Oxfam’s climate policy adviser, Lyndsay Walsh, said:

“Extracting more fossil fuels from the North Sea will send a wrecking ball through the UK’s climate commitments at a time when we should be investing in a just transition to a low-carbon economy and our own abundant renewables.”

Dr Nina Skorupska CBE, Chief Executive of the REA said:

“If the Government are serious about delivering energy security while reaching net zero in a pragmatic way, they should be accelerating the cheapest forms of energy. This means low carbon projects that are unaffected by changes in the volatile fossil energy markets, the cause of both increased energy costs and security concerns.

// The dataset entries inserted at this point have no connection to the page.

// Copyright 2024 Google LLC
//
// Licensed under the Apache License, Version 2.0 (the "License");
// you may not use this file except in compliance with the License.
// You may obtain a copy of the License at
//
//     https://www.apache.org/licenses/LICENSE-2.0
//
// Unless required by applicable law or agreed to in writing, software
// distributed under the License is distributed on an "AS IS" BASIS,
// WITHOUT WARRANTIES OR CONDITIONS OF ANY KIND, either express or implied.
// See the License for the specific language governing permissions and
// limitations under the License.

//! Client configuration and per request options.
//!
//! While the client library defaults are intended to work for most
//! applications, it is sometimes necessary to change the configuration.
//! Applications may need a longer retry loop, a different backoff, or a
//! polling loop that gives up sooner.
//!
//! [ClientConfig] holds the defaults for all requests made by a client. The
//! `*Builder` returned by each client method implements the
//! [RequestOptionsBuilder] trait where applications can override these
//! defaults for a single request.
//!
//! The policies in both types are prototypes. Each request gets fresh
//! instances, so no two requests share the state of a policy.

use crate::backoff_policy::{BackoffPolicy, BackoffPolicyArg};
use crate::completion_queue::CompletionQueue;
use crate::exponential_backoff::ExponentialBackoff;
use crate::polling_policy::{GenericPollingPolicy, PollingPolicy, PollingPolicyArg};
use crate::retry_policy::{Aip194Strict, RetryPolicy, RetryPolicyArg, RetryPolicyExt};
use std::sync::Arc;
use std::time::Duration;

/// The default limit for retry and polling loops.
const DEFAULT_TIME_LIMIT: Duration = Duration::from_secs(10 * 60);

/// A set of options configuring a single request.
///
/// Application only use this class directly in mocks, where they may want to
/// verify their application has configured all the right request parameters and
/// options.
///
/// All other code uses this type indirectly, via the per-request builders.
#[derive(Clone, Debug, Default)]
pub struct RequestOptions {
    idempotent: Option<bool>,
    retry_policy: Option<Arc<dyn RetryPolicy>>,
    backoff_policy: Option<Arc<dyn BackoffPolicy>>,
    polling_policy: Option<Arc<dyn PollingPolicy>>,
}

impl RequestOptions {
    /// Treat the RPC underlying RPC in this method as idempotent.
    ///
    /// If a retry policy is configured, the policy may examine the idempotency
    /// and the error details to decide if the error is retryable. Typically
    /// [idempotent] RPCs are safe to retry under more error conditions
    /// than non-idempotent RPCs.
    ///
    /// [idempotent]: https://en.wikipedia.org/wiki/Idempotence
    pub fn set_idempotency(&mut self, value: bool) {
        self.idempotent = Some(value);
    }

    /// Set the idempotency for the underlying RPC unless it is already set.
    ///
    /// If [set_idempotency][Self::set_idempotency] was already called this
    /// method has no effect. Otherwise it sets the idempotency. The client
    /// libraries use this to provide a default idempotency value.
    pub fn set_default_idempotency(mut self, default: bool) -> Self {
        self.idempotent.get_or_insert(default);
        self
    }

    /// Gets the idempotency, if set.
    pub fn idempotent(&self) -> Option<bool> {
        self.idempotent
    }

    /// Sets the retry policy configuration.
    pub fn set_retry_policy<V: Into<RetryPolicyArg>>(&mut self, v: V) {
        self.retry_policy = Some(v.into().0);
    }

    /// Sets the backoff policy configuration.
    pub fn set_backoff_policy<V: Into<BackoffPolicyArg>>(&mut self, v: V) {
        self.backoff_policy = Some(v.into().0);
    }

    /// Sets the polling policy configuration.
    pub fn set_polling_policy<V: Into<PollingPolicyArg>>(&mut self, v: V) {
        self.polling_policy = Some(v.into().0);
    }

    /// A fresh retry policy for this request.
    ///
    /// Uses the request override, if any, or the client default.
    pub fn retry_policy(&self, config: &ClientConfig) -> Box<dyn RetryPolicy> {
        self.retry_policy
            .as_ref()
            .unwrap_or(&config.retry_policy)
            .clone_policy()
    }

    /// A fresh backoff policy for this request.
    ///
    /// Uses the request override, if any, or the client default.
    pub fn backoff_policy(&self, config: &ClientConfig) -> Box<dyn BackoffPolicy> {
        self.backoff_policy
            .as_ref()
            .unwrap_or(&config.backoff_policy)
            .clone_policy()
    }

    /// A fresh polling policy for this request.
    ///
    /// An explicit polling policy, in the request or the client configuration,
    /// takes precedence. Otherwise the polling policy is composed from the
    /// effective retry and backoff policies.
    pub fn polling_policy(&self, config: &ClientConfig) -> Box<dyn PollingPolicy> {
        if let Some(p) = self.polling_policy.as_ref() {
            return p.clone_policy();
        }
        if self.retry_policy.is_none() && self.backoff_policy.is_none() {
            if let Some(p) = config.polling_policy.as_ref() {
                return p.clone_policy();
            }
        }
        Box::new(GenericPollingPolicy::from_prototypes(
            self.retry_policy
                .as_deref()
                .unwrap_or(config.retry_policy.as_ref()),
            self.backoff_policy
                .as_deref()
                .unwrap_or(config.backoff_policy.as_ref()),
        ))
    }
}

/// Implementations of this trait provide setters to configure request options.
///
/// The client libraries provide a builder for each RPC. These builders can be
/// used to set the request parameters, e.g., the name of the resource targeted
/// by the RPC, as well as any options affecting the request, such as the retry
/// policy.
pub trait RequestOptionsBuilder {
    /// If `v` is `true`, treat the RPC underlying this method as idempotent.
    fn with_idempotency(self, v: bool) -> Self;

    /// Sets the retry policy configuration.
    fn with_retry_policy<V: Into<RetryPolicyArg>>(self, v: V) -> Self;

    /// Sets the backoff policy configuration.
    fn with_backoff_policy<V: Into<BackoffPolicyArg>>(self, v: V) -> Self;

    /// Sets the polling policy configuration.
    fn with_polling_policy<V: Into<PollingPolicyArg>>(self, v: V) -> Self;
}

/// Simplify implementation of the [RequestOptionsBuilder] trait in generated
/// code.
///
/// This is an implementation detail, most applications have little need to
/// worry about or use this trait.
pub mod internal {
    use super::RequestOptions;

    pub trait RequestBuilder {
        fn request_options(&mut self) -> &mut RequestOptions;
    }
}

impl<T> RequestOptionsBuilder for T
where
    T: internal::RequestBuilder,
{
    fn with_idempotency(mut self, v: bool) -> Self {
        self.request_options().set_idempotency(v);
        self
    }

    fn with_retry_policy<V: Into<RetryPolicyArg>>(mut self, v: V) -> Self {
        self.request_options().set_retry_policy(v);
        self
    }

    fn with_backoff_policy<V: Into<BackoffPolicyArg>>(mut self, v: V) -> Self {
        self.request_options().set_backoff_policy(v);
        self
    }

    fn with_polling_policy<V: Into<PollingPolicyArg>>(mut self, v: V) -> Self {
        self.request_options().set_polling_policy(v);
        self
    }
}

/// Configure a client.
///
/// A client represents a connection to a Google Cloud Service. Each service
/// has one or more client types. The default configuration for each client
/// should work for most applications. But some applications may need to
/// override the default retry, backoff, or polling policies, or share a
/// [CompletionQueue] between clients.
///
/// # Example
/// ```
/// # use gcloud_gax::options::ClientConfig;
/// # use gcloud_gax::retry_policy::*;
/// let config = ClientConfig::new()
///     .set_retry_policy(Aip194Strict.with_error_limit(3));
/// ```
#[derive(Clone, Debug)]
pub struct ClientConfig {
    retry_policy: Arc<dyn RetryPolicy>,
    backoff_policy: Arc<dyn BackoffPolicy>,
    polling_policy: Option<Arc<dyn PollingPolicy>>,
    completion_queue: CompletionQueue,
}

impl ClientConfig {
    /// Returns a default [ClientConfig].
    pub fn new() -> Self {
        Self::default()
    }

    /// Sets the default retry policy for all requests.
    pub fn set_retry_policy<V: Into<RetryPolicyArg>>(mut self, v: V) -> Self {
        self.retry_policy = v.into().0;
        self
    }

    /// Sets the default backoff policy for all requests.
    pub fn set_backoff_policy<V: Into<BackoffPolicyArg>>(mut self, v: V) -> Self {
        self.backoff_policy = v.into().0;
        self
    }

    /// Sets the default polling policy for all polling loops.
    ///
    /// If not set, polling loops compose the retry and backoff policies.
    pub fn set_polling_policy<V: Into<PollingPolicyArg>>(mut self, v: V) -> Self {
        self.polling_policy = Some(v.into().0);
        self
    }

    /// Sets the completion queue used to run requests and timers.
    pub fn set_completion_queue(mut self, v: CompletionQueue) -> Self {
        self.completion_queue = v;
        self
    }

    /// The completion queue used to run requests and timers.
    pub fn completion_queue(&self) -> &CompletionQueue {
        &self.completion_queue
    }
}

impl std::default::Default for ClientConfig {
    fn default() -> Self {
        Self {
            retry_policy: Arc::new(Aip194Strict.with_time_limit(DEFAULT_TIME_LIMIT)),
            backoff_policy: Arc::new(ExponentialBackoff::default()),
            polling_policy: None,
            completion_queue: CompletionQueue::new(),
        }
    }
}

“Instead, today, government are supporting new fossil fuel exploration while support mechanisms such as the US Inflation Reduction Act and the UK Government’s Electricity Generator Levy, a windfall tax on renewables, is seeing the UK attractiveness for low carbon investment diminish.

“Real energy security will be delivered by reinforcing our grid systems and sorting out planning delays so that low carbon generation can be built quickly.

“The development of CCUS should also be targeted at bioenergy applications, not capturing carbon that should stay in the ground. Bioenergy with carbon capture and storage delivers critical negative emissions recognised as essential for getting to net zero.”

Mike Childs, the head of policy for Friends of the Earth, said:

“Climate change is already battering the planet with unprecedented wildfires and heatwaves across the globe. Granting hundreds of new oil and gas licences will simply pour more fuel on the flames, while doing nothing for energy security as these fossil fuels will be sold on international markets and not reserved for UK use.”

Former Energy Minister Chris Skidmore, who earlier this year led the review into the Government’s net zero approach, called the announcement the “wrong decision at precisely the wrong time”, saying:

“It is on the wrong side of a future economy that will be founded on renewable and clean industries, and not fossil fuels.

“It is on the wrong side of modern voters who will vote with their feet at the next general election for parties that protect, and not threaten, our environment. And it is on the wrong side of history, that will not look favourably on the decision taken today.”

Charlotte Morton OBE, ADBA Chief Executive, said

“What a missed opportunity this is to invest in the development of green alternatives to fossil energy, considering the need to urgently address climate change and the commitments made by the UK Government to achieve Net Zero by 2050 .”

“And if the main objective of the Government is to ensure energy security, we made it clear to then PM Boris Johnson at the outset of the Ukraine war that anaerobic digestion and biogas could play a major part in replacing oil and gas imports from Russia and other countries and strengthen the UK’s energy resilience. All of that still stands.” 

Scotland’s First Minister Humza Yousaf took to Twitter to say:

“For the PM to announce unlimited extraction of oil & gas, in the week the UN has confirmed July is set to be the hottest month in human history, shows the PM is willing to recklessly gamble the future of our planet for cheap political gain.”